From the records below, print exactly the lines starting at the one containing "filename src/demos/xdonut.rs" and ending at the one containing "use crate::core::shader::ShaderProgram;", ends included, and nothing else.

# # # #

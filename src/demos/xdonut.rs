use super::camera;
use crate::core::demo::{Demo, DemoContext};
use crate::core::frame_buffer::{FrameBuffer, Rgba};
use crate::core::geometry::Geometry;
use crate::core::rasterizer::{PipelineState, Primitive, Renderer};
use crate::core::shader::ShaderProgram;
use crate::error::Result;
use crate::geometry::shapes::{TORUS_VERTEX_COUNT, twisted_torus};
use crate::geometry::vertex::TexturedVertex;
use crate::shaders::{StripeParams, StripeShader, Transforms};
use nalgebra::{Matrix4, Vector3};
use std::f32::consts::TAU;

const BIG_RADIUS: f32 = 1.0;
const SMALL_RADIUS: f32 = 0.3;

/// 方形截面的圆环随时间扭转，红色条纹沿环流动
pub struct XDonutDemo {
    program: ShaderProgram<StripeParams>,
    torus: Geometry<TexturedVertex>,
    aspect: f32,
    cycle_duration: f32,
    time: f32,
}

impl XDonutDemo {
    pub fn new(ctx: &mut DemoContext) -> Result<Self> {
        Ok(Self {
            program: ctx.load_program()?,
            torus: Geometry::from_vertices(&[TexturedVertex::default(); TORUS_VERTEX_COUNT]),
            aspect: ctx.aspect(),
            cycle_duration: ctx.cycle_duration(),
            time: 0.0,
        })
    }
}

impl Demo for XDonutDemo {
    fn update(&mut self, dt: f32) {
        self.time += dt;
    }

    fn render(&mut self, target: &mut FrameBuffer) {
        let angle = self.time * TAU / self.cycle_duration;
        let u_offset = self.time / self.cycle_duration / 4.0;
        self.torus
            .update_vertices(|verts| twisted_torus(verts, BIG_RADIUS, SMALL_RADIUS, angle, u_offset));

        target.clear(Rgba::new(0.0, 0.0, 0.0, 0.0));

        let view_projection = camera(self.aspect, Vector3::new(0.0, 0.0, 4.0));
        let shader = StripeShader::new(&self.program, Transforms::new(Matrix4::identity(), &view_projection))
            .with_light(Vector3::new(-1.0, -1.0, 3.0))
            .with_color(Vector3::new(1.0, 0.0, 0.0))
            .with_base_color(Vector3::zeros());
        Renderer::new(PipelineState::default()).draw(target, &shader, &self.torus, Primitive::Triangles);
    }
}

# # # #

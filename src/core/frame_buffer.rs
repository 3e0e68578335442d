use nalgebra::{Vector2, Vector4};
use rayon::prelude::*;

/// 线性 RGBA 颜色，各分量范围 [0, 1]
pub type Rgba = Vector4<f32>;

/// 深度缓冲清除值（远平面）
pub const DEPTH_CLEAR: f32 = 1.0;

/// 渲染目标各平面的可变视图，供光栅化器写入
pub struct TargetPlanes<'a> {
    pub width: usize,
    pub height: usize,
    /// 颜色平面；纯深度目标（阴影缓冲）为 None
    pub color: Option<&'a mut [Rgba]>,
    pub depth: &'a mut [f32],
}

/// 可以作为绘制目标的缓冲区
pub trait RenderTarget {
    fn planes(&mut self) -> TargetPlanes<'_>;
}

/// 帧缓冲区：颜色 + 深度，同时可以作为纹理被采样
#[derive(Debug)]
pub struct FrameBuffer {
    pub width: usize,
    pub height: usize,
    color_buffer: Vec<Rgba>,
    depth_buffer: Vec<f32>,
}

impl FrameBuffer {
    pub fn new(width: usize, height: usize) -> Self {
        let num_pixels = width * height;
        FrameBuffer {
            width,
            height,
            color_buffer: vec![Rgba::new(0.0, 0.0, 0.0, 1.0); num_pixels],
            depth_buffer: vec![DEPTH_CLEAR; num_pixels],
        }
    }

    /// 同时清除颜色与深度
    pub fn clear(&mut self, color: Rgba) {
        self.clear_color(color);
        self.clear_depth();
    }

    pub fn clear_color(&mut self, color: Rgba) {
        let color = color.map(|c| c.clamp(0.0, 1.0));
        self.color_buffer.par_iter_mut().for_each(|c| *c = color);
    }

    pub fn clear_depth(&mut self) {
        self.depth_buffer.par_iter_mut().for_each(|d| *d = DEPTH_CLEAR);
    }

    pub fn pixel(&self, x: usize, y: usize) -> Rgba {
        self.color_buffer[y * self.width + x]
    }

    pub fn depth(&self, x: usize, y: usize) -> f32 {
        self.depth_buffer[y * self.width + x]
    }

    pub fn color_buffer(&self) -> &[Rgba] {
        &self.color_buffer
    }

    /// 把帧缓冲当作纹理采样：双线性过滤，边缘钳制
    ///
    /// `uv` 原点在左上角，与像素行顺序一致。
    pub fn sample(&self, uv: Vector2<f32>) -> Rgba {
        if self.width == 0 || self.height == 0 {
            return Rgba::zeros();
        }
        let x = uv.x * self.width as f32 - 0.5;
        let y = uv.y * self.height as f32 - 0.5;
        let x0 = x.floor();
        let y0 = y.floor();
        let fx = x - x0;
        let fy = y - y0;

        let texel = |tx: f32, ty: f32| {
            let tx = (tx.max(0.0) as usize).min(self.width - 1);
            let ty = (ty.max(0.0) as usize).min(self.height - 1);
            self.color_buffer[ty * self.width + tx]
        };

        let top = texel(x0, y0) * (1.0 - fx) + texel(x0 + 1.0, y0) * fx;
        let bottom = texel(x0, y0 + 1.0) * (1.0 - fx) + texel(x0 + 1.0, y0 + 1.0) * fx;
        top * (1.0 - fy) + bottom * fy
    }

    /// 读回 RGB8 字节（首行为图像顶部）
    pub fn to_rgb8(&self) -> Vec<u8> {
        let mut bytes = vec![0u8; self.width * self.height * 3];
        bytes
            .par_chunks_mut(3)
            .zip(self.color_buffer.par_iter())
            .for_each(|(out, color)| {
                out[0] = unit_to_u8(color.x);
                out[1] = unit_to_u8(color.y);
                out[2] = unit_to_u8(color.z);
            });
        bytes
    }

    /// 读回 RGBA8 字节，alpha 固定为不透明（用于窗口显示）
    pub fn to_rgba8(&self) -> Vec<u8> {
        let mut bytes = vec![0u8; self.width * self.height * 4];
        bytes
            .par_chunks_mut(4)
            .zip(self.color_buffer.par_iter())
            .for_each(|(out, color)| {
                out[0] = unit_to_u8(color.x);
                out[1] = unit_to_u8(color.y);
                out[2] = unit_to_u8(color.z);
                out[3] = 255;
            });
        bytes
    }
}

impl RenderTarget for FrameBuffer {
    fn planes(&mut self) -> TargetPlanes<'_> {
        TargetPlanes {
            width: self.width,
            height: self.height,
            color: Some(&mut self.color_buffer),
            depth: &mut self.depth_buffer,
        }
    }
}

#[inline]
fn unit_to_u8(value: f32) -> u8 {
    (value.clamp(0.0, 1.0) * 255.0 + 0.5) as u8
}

# # # #

Your solution:
filename src/demos/xdonut.rs
use super::camera;
use crate::core::demo::{Demo, DemoContext};
use crate::core::frame_buffer::{FrameBuffer, Rgba};
use crate::core::geometry::Geometry;
use crate::core::rasterizer::{PipelineState, Primitive, Renderer};
use crate::core::shader::ShaderProgram;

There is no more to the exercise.